Cu-based nanocrystals on ZnO for uranium photoreduction: Plasmon-assisted activity and entropy-driven stability

Photoreduction of soluble U(VI) into insoluble U(IV) servers as a novel and efficient approach for U(VI) enrichment, where semiconductors are generally applied as the photocatalysts. Unfortunately, only a part of sunlight is utilized during the photoreduction process, significantly limiting the treatment performance for U(VI). Herein, we successfully constructed highly active and stable photocatalysts for the photo-assisted treatment of U (VI) by depositing Cu80Co5Ni5Cd5In5 nanocrystals on porous ZnO (CCNCI/ZnO) to efficiently expand the response region of sunlight. Impressively, the U(VI) enrichment capacity of CCNCI/ZnO was up to 2405.3 mg/g within 60 min. Moreover, CCNCI/ZnO exhibited excellent stability during photocatalysis due to the enhanced entropy of Cu80Co5Ni5Cd5In5 nanocrystals.
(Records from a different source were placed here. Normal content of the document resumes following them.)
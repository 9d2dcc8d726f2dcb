//! A builder for creating `AlertPolicy` instances in tests.

use crate::models::{AlertPolicy, ChannelKind, Severity};

/// A builder for creating `AlertPolicy` instances in tests.
pub struct PolicyBuilder {
    policy: AlertPolicy,
}

impl PolicyBuilder {
    /// Creates a builder for an enabled, medium severity policy on `group`.
    pub fn new(group: &str) -> Self {
        Self { policy: AlertPolicy::new(group, Severity::Medium) }
    }

    /// Sets the severity.
    pub fn severity(mut self, severity: Severity) -> Self {
        self.policy.severity = severity;
        self
    }

    /// Sets the cooldown in milliseconds.
    pub fn cooldown_ms(mut self, ms: u64) -> Self {
        self.policy.cooldown_ms = Some(ms);
        self
    }

    /// Adds a channel.
    pub fn channel(mut self, kind: ChannelKind) -> Self {
        self.policy.channels.insert(kind);
        self
    }

    /// Marks the policy disabled.
    pub fn disabled(mut self) -> Self {
        self.policy.enabled = false;
        self
    }

    /// Builds the policy.
    pub fn build(self) -> AlertPolicy {
        self.policy
    }
}
//! Chat-service payloads for the webhook channels.
//!
//! Each service has its own JSON shape. A builder turns the rendered message
//! plus a handful of alert facts into that shape.

use serde_json::{Value, json};

use crate::channels::template::RenderedMessage;

/// Facts shown alongside the message body.
#[derive(Debug, Clone, PartialEq, Eq)]
pub struct AlertFacts {
    /// Offending entity.
    pub identifier: String,
    /// Occurrences observed.
    pub count: u64,
    /// Alert group.
    pub group: String,
    /// Upper-cased severity.
    pub severity: String,
    /// RFC 3339 timestamp.
    pub timestamp: String,
}

impl AlertFacts {
    fn pairs(&self) -> [(&'static str, String); 5] {
        [
            ("Identifier", self.identifier.clone()),
            ("Requests", self.count.to_string()),
            ("Route Group", self.group.clone()),
            ("Severity", self.severity.clone()),
            ("Timestamp", self.timestamp.clone()),
        ]
    }
}

/// A trait for building channel-specific webhook payloads.
pub trait WebhookPayloadBuilder: Send + Sync {
    /// Builds the JSON body posted to the webhook.
    fn build_payload(&self, message: &RenderedMessage, facts: &AlertFacts) -> Value;
}

/// Slack incoming-webhook payload using `blocks`.
pub struct SlackPayloadBuilder;

impl WebhookPayloadBuilder for SlackPayloadBuilder {
    fn build_payload(&self, message: &RenderedMessage, facts: &AlertFacts) -> Value {
        let fields: Vec<Value> = facts
            .pairs()
            .into_iter()
            .map(|(name, value)| json!({ "type": "mrkdwn", "text": format!("*{name}:*\n{value}") }))
            .collect();
        json!({
            "text": message.title,
            "blocks": [
                {
                    "type": "section",
                    "text": {
                        "type": "mrkdwn",
                        "text": format!("*{}*\n\n{}", message.title, message.body)
                    }
                },
                {
                    "type": "section",
                    "fields": fields
                }
            ]
        })
    }
}

/// Microsoft Teams payload wrapping an Adaptive Card 1.4.
pub struct TeamsPayloadBuilder;

impl WebhookPayloadBuilder for TeamsPayloadBuilder {
    fn build_payload(&self, message: &RenderedMessage, facts: &AlertFacts) -> Value {
        let facts: Vec<Value> = facts
            .pairs()
            .into_iter()
            .map(|(name, value)| json!({ "title": format!("{name}:"), "value": value }))
            .collect();
        json!({
            "type": "message",
            "attachments": [
                {
                    "contentType": "application/vnd.microsoft.card.adaptive",
                    "content": {
                        "type": "AdaptiveCard",
                        "body": [
                            {
                                "type": "TextBlock",
                                "text": message.title,
                                "weight": "Bolder",
                                "size": "Medium",
                                "color": "Attention"
                            },
                            { "type": "TextBlock", "text": message.body, "wrap": true },
                            { "type": "FactSet", "facts": facts }
                        ],
                        "$schema": "http://adaptivecards.io/schemas/adaptive-card.json",
                        "version": "1.4"
                    }
                }
            ]
        })
    }
}

#[cfg(test)]
mod tests {
    use super::*;

    fn facts() -> AlertFacts {
        AlertFacts {
            identifier: "ip-1".into(),
            count: 6,
            group: "login".into(),
            severity: "HIGH".into(),
            timestamp: "2024-05-01T12:00:00.000Z".into(),
        }
    }

    fn message() -> RenderedMessage {
        RenderedMessage { title: "Alert".into(), body: "Too many requests".into() }
    }

    #[test]
    fn test_slack_payload_builder() {
        let payload = SlackPayloadBuilder.build_payload(&message(), &facts());

        assert_eq!(payload["text"], "Alert");
        assert_eq!(payload["blocks"][0]["text"]["text"], "*Alert*\n\nToo many requests");
        let fields = payload["blocks"][1]["fields"].as_array().unwrap();
        assert_eq!(fields.len(), 5);
        assert_eq!(fields[2]["text"], "*Route Group:*\nlogin");
    }

    #[test]
    fn test_teams_payload_builder() {
        let payload = TeamsPayloadBuilder.build_payload(&message(), &facts());

        let card = &payload["attachments"][0]["content"];
        assert_eq!(payload["attachments"][0]["contentType"], "application/vnd.microsoft.card.adaptive");
        assert_eq!(card["version"], "1.4");
        assert_eq!(card["body"][0]["text"], "Alert");
        assert_eq!(
            card["body"][2]["facts"][3],
            json!({ "title": "Severity:", "value": "HIGH" })
        );
    }
}
//! Per-(group, identifier) suppression windows in the key-value store.

use std::{sync::Arc, time::Duration};

use dashmap::DashSet;

use crate::persistence::{error::PersistenceError, traits::KeyValueStore};

/// Namespace of cooldown markers in the key-value store.
pub const COOLDOWN_KEY_PREFIX: &str = "alert_cooldown:";

/// Tracks cooldown markers. A marker's existence is the whole signal; its
/// value is irrelevant.
///
/// Alongside the stored markers, the tracker keeps the keys of alerts that
/// are firing in this process right now, so concurrent events for one key
/// cannot all pass the store check before the first marker lands.
pub struct CooldownTracker {
    store: Arc<dyn KeyValueStore>,
    in_flight: DashSet<String>,
}

/// Exclusive hold on one cooldown key while its alert fires. Released on drop.
pub struct CooldownClaim<'a> {
    in_flight: &'a DashSet<String>,
    key: String,
}

impl Drop for CooldownClaim<'_> {
    fn drop(&mut self) {
        self.in_flight.remove(&self.key);
    }
}

impl CooldownTracker {
    /// Creates a tracker over `store`.
    pub fn new(store: Arc<dyn KeyValueStore>) -> Self {
        Self { store, in_flight: DashSet::new() }
    }

    /// Reserves `key` for one firing alert.
    ///
    /// Returns `None` when another alert for the same key is still in flight.
    /// Hold the claim until the marker write has finished.
    pub fn try_claim(&self, key: &str) -> Option<CooldownClaim<'_>> {
        if !self.in_flight.insert(key.to_string()) {
            return None;
        }
        Some(CooldownClaim { in_flight: &self.in_flight, key: key.to_string() })
    }

    /// The store key holding the marker for `key`.
    pub fn storage_key(key: &str) -> String {
        format!("{COOLDOWN_KEY_PREFIX}{key}")
    }

    /// Whether a marker exists for `key`. A zero window never suppresses.
    ///
    /// Store read failures are logged and reported as "not in cooldown".
    pub async fn is_in_cooldown(&self, key: &str, window: Duration) -> bool {
        if window.is_zero() {
            return false;
        }
        match self.store.get(&Self::storage_key(key)).await {
            Ok(marker) => marker.is_some(),
            Err(e) => {
                tracing::error!(
                    cooldown_key = key,
                    error = %e,
                    "Failed to read cooldown marker, treating as inactive."
                );
                false
            }
        }
    }

    /// Writes or refreshes the marker for `key`. A zero window writes nothing.
    pub async fn set_cooldown(&self, key: &str, window: Duration) -> Result<(), PersistenceError> {
        if window.is_zero() {
            return Ok(());
        }
        self.store.set_with_ttl(&Self::storage_key(key), "1", window).await?;
        tracing::debug!(cooldown_key = key, window_ms = window.as_millis() as u64, "Cooldown set.");
        Ok(())
    }
}
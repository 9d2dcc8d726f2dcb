//! Fan-out of one alert to every channel named by its policy.

use std::{collections::HashMap, sync::Arc};

use futures::future::join_all;

use crate::{
    channels::{
        error::ChannelError,
        traits::{CaptureReport, ChannelSender, ErrorTracker},
    },
    models::{AlertEvent, AlertPolicy, ChannelKind},
};

/// How a registered channel delivers.
#[derive(Clone)]
pub enum ChannelHandle {
    /// Asynchronous delivery, awaited jointly with the other channels.
    Deliver(Arc<dyn ChannelSender>),
    /// Synchronous capture to an error tracker.
    Capture(Arc<dyn ErrorTracker>),
}

/// Maps channel kinds to their implementations.
#[derive(Clone, Default)]
pub struct ChannelRegistry {
    channels: HashMap<ChannelKind, ChannelHandle>,
    tracker: Option<Arc<dyn ErrorTracker>>,
}

impl ChannelRegistry {
    /// Creates an empty registry.
    pub fn new() -> Self {
        Self::default()
    }

    /// Registers an asynchronous sender for `kind`, replacing any previous one.
    pub fn register(&mut self, kind: ChannelKind, sender: Arc<dyn ChannelSender>) -> &mut Self {
        self.channels.insert(kind, ChannelHandle::Deliver(sender));
        self
    }

    /// Registers the error tracker. It serves the `sentry` channel and also
    /// receives channel failures and cooldown suppression signals.
    pub fn register_tracker(&mut self, tracker: Arc<dyn ErrorTracker>) -> &mut Self {
        self.channels.insert(ChannelKind::Sentry, ChannelHandle::Capture(tracker.clone()));
        self.tracker = Some(tracker);
        self
    }

    /// The handle registered for `kind`.
    pub fn get(&self, kind: &ChannelKind) -> Option<&ChannelHandle> {
        self.channels.get(kind)
    }

    /// The error tracker, if one is registered.
    pub fn tracker(&self) -> Option<&Arc<dyn ErrorTracker>> {
        self.tracker.as_ref()
    }

    /// Registered kinds, in no particular order.
    pub fn kinds(&self) -> impl Iterator<Item = &ChannelKind> {
        self.channels.keys()
    }
}

/// Result of delivering to a single channel.
#[derive(Debug, Clone, PartialEq, Eq)]
pub enum ChannelOutcome {
    /// The channel accepted the alert.
    Delivered,
    /// The channel failed; the message describes why.
    Failed(String),
    /// No implementation handles this kind.
    Skipped,
}

/// Per-channel results of one fan-out.
#[derive(Debug, Clone, Default, PartialEq, Eq)]
pub struct DispatchReport {
    /// Channels that accepted the alert.
    pub delivered: Vec<ChannelKind>,
    /// Channels that failed, with the error message.
    pub failed: Vec<(ChannelKind, String)>,
    /// Channels with no implementation.
    pub skipped: Vec<ChannelKind>,
}

impl DispatchReport {
    /// Whether every attempted channel succeeded.
    pub fn is_success(&self) -> bool {
        self.failed.is_empty()
    }

    fn record(&mut self, kind: ChannelKind, outcome: ChannelOutcome) {
        match outcome {
            ChannelOutcome::Delivered => self.delivered.push(kind),
            ChannelOutcome::Failed(error) => self.failed.push((kind, error)),
            ChannelOutcome::Skipped => self.skipped.push(kind),
        }
    }
}

/// Delivers alerts through the channels in a [`ChannelRegistry`].
pub struct ChannelDispatcher {
    registry: ChannelRegistry,
}

impl ChannelDispatcher {
    /// Creates a dispatcher over `registry`.
    pub fn new(registry: ChannelRegistry) -> Self {
        Self { registry }
    }

    /// The error tracker, if one is registered.
    pub fn tracker(&self) -> Option<&Arc<dyn ErrorTracker>> {
        self.registry.tracker()
    }

    /// Delivers `event` to one channel. Failures are logged and, when a
    /// tracker is registered, captured; they are never returned.
    pub async fn dispatch(
        &self,
        kind: &ChannelKind,
        event: &AlertEvent,
        policy: &AlertPolicy,
    ) -> ChannelOutcome {
        match self.registry.get(kind) {
            Some(ChannelHandle::Capture(tracker)) => {
                tracker.capture(CaptureReport::rate_limit_alert(event, policy));
                ChannelOutcome::Delivered
            }
            Some(ChannelHandle::Deliver(sender)) => match sender.send(event, policy).await {
                Ok(()) => ChannelOutcome::Delivered,
                Err(e) => {
                    self.report_failure(kind, event, &e);
                    ChannelOutcome::Failed(e.to_string())
                }
            },
            None => {
                tracing::debug!(channel = %kind, group = %event.group, "No sender for channel, skipping.");
                ChannelOutcome::Skipped
            }
        }
    }

    /// Delivers `event` to every channel in `policy.channels` concurrently and
    /// waits for all of them. One failing channel never affects another.
    pub async fn fan_out(&self, event: &AlertEvent, policy: &AlertPolicy) -> DispatchReport {
        let outcomes = join_all(policy.channels.iter().map(|kind| async move {
            (kind.clone(), self.dispatch(kind, event, policy).await)
        }))
        .await;

        let mut report = DispatchReport::default();
        for (kind, outcome) in outcomes {
            report.record(kind, outcome);
        }
        report
    }

    fn report_failure(&self, kind: &ChannelKind, event: &AlertEvent, error: &ChannelError) {
        tracing::error!(
            channel = %kind,
            group = %event.group,
            identifier = %event.identifier,
            count = event.count,
            error = %error,
            "Failed to send alert."
        );
        if let Some(tracker) = self.registry.tracker() {
            tracker.capture(CaptureReport::channel_failure(kind, event, error));
        }
    }
}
Further mechanistic studies indicated that Cu80Co5Ni5Cd5In5 nanocrystals in CCNCI/ZnO generated hot electrons under visible light, followed by the transformation of hot electrons to porous ZnO via the Schottky barrier. Hot carriers efficiently reduced U(VI) over CCNCI/ZnO, contributing to the remarkable performance during U(VI) enrichment.

Automated summary

In this study, highly active and stable photocatalysts (CCNCI/ZnO) were successfully constructed to efficiently expand the response region of sunlight, leading to a U(VI) enrichment capacity of up to 2405.3 mg/g within 60 minutes. The enhanced stability of CCNCI/ZnO during photocatalysis was attributed to the enhanced entropy of the Cu80Co5Ni5Cd5In5 nanocrystals. Mechanistic studies revealed that hot electrons generated by Cu80Co5Ni5Cd5In5 nanocrystals in CCNCI/ZnO under visible light efficiently reduced U(VI) over the photocatalyst, contributing to its remarkable performance in U(VI) enrichment.